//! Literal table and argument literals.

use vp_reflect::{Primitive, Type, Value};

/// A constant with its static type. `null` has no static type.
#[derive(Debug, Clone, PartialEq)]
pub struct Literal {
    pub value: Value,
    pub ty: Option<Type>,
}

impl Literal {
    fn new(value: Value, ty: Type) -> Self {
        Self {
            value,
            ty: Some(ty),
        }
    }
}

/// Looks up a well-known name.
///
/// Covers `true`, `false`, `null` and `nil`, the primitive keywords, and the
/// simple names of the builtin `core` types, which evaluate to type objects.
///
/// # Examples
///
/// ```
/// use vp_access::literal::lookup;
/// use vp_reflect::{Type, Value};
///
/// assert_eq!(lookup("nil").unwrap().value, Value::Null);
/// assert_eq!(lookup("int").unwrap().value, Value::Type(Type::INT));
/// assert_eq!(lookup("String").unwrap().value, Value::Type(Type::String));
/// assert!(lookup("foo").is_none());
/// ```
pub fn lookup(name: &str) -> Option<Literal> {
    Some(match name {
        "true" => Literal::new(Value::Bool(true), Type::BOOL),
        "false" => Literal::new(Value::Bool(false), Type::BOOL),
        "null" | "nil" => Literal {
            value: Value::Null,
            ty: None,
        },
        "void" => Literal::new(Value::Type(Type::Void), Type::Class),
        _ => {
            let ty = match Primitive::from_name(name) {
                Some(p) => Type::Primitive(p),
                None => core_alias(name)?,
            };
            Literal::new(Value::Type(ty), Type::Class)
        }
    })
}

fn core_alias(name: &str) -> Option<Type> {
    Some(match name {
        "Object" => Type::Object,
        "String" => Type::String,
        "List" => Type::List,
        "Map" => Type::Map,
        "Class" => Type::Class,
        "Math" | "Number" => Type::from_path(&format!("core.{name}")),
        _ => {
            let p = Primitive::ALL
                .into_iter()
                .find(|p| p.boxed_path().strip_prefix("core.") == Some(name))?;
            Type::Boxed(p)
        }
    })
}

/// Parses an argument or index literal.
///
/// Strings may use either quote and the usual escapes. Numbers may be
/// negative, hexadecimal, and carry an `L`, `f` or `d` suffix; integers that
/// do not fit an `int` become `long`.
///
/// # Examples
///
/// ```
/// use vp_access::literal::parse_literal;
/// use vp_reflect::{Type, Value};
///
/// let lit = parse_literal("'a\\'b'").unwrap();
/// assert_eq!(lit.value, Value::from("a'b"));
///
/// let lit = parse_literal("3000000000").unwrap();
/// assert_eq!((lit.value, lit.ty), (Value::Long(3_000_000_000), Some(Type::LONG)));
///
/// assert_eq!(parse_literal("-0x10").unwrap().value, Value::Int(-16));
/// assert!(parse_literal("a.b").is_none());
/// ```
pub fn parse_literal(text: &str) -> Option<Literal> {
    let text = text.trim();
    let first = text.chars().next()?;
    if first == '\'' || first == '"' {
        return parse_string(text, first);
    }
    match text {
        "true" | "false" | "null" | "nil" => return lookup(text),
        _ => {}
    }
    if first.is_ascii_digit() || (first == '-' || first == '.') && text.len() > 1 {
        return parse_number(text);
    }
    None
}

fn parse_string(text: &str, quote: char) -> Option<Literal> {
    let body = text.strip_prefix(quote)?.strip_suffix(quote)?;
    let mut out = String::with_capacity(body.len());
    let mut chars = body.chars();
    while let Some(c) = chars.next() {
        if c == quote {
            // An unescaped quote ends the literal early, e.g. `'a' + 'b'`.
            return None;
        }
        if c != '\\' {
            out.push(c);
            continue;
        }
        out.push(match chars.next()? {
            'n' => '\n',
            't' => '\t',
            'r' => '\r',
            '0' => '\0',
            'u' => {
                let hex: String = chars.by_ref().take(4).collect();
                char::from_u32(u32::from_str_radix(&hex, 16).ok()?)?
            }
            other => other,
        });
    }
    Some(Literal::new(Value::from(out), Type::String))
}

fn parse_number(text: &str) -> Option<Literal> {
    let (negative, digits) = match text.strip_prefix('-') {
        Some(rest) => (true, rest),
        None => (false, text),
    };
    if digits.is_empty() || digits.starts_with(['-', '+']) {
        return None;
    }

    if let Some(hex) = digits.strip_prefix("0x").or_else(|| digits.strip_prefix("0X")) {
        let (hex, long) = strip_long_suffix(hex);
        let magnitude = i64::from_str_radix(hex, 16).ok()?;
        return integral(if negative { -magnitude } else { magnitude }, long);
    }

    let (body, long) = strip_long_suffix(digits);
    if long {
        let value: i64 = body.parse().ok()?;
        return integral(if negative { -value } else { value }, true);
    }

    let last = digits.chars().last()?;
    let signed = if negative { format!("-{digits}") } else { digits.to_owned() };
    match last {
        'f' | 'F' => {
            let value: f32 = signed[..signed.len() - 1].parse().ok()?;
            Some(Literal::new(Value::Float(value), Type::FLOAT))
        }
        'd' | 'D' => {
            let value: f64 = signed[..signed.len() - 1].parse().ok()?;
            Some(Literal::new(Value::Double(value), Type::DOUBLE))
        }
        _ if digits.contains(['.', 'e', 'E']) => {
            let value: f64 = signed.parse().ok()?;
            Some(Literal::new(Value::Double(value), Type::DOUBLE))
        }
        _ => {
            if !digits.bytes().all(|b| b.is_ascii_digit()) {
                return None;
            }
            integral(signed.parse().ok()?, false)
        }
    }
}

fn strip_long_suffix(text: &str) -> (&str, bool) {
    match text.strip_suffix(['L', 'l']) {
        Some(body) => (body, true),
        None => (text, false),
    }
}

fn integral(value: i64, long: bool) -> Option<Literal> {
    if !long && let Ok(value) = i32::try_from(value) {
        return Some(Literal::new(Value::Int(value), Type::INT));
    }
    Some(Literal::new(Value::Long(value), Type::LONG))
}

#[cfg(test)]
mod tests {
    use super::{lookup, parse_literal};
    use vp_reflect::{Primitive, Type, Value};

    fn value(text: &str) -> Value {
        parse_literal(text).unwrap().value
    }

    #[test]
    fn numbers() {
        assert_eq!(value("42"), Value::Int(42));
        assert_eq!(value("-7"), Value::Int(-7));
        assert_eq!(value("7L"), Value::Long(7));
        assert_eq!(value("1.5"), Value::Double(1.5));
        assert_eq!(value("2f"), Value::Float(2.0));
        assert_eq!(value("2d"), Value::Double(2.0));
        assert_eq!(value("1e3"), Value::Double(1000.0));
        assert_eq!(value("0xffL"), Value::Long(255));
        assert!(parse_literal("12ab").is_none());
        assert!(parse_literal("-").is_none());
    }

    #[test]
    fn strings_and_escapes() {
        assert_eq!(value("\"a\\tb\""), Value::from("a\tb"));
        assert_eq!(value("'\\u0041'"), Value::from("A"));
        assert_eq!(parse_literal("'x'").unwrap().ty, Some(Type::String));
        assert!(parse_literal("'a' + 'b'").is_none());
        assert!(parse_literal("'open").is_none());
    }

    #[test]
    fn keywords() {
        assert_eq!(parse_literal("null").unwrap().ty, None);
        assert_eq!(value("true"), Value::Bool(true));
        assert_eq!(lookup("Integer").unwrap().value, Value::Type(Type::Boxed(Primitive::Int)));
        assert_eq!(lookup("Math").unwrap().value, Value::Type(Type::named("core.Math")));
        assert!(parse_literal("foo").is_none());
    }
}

+ + + + +

- _What you should do_: Pull every line containing "lookup" out of the data above.

- _Output of the exercise_:
/// use vp_access::literal::lookup;
/// assert_eq!(lookup("nil").unwrap().value, Value::Null);
/// assert_eq!(lookup("int").unwrap().value, Value::Type(Type::INT));
/// assert_eq!(lookup("String").unwrap().value, Value::Type(Type::String));
/// assert!(lookup("foo").is_none());
pub fn lookup(name: &str) -> Option<Literal> {
        "true" | "false" | "null" | "nil" => return lookup(text),
    use super::{lookup, parse_literal};
        assert_eq!(lookup("Integer").unwrap().value, Value::Type(Type::Boxed(Primitive::Int)));
        assert_eq!(lookup("Math").unwrap().value, Value::Type(Type::named("core.Math")));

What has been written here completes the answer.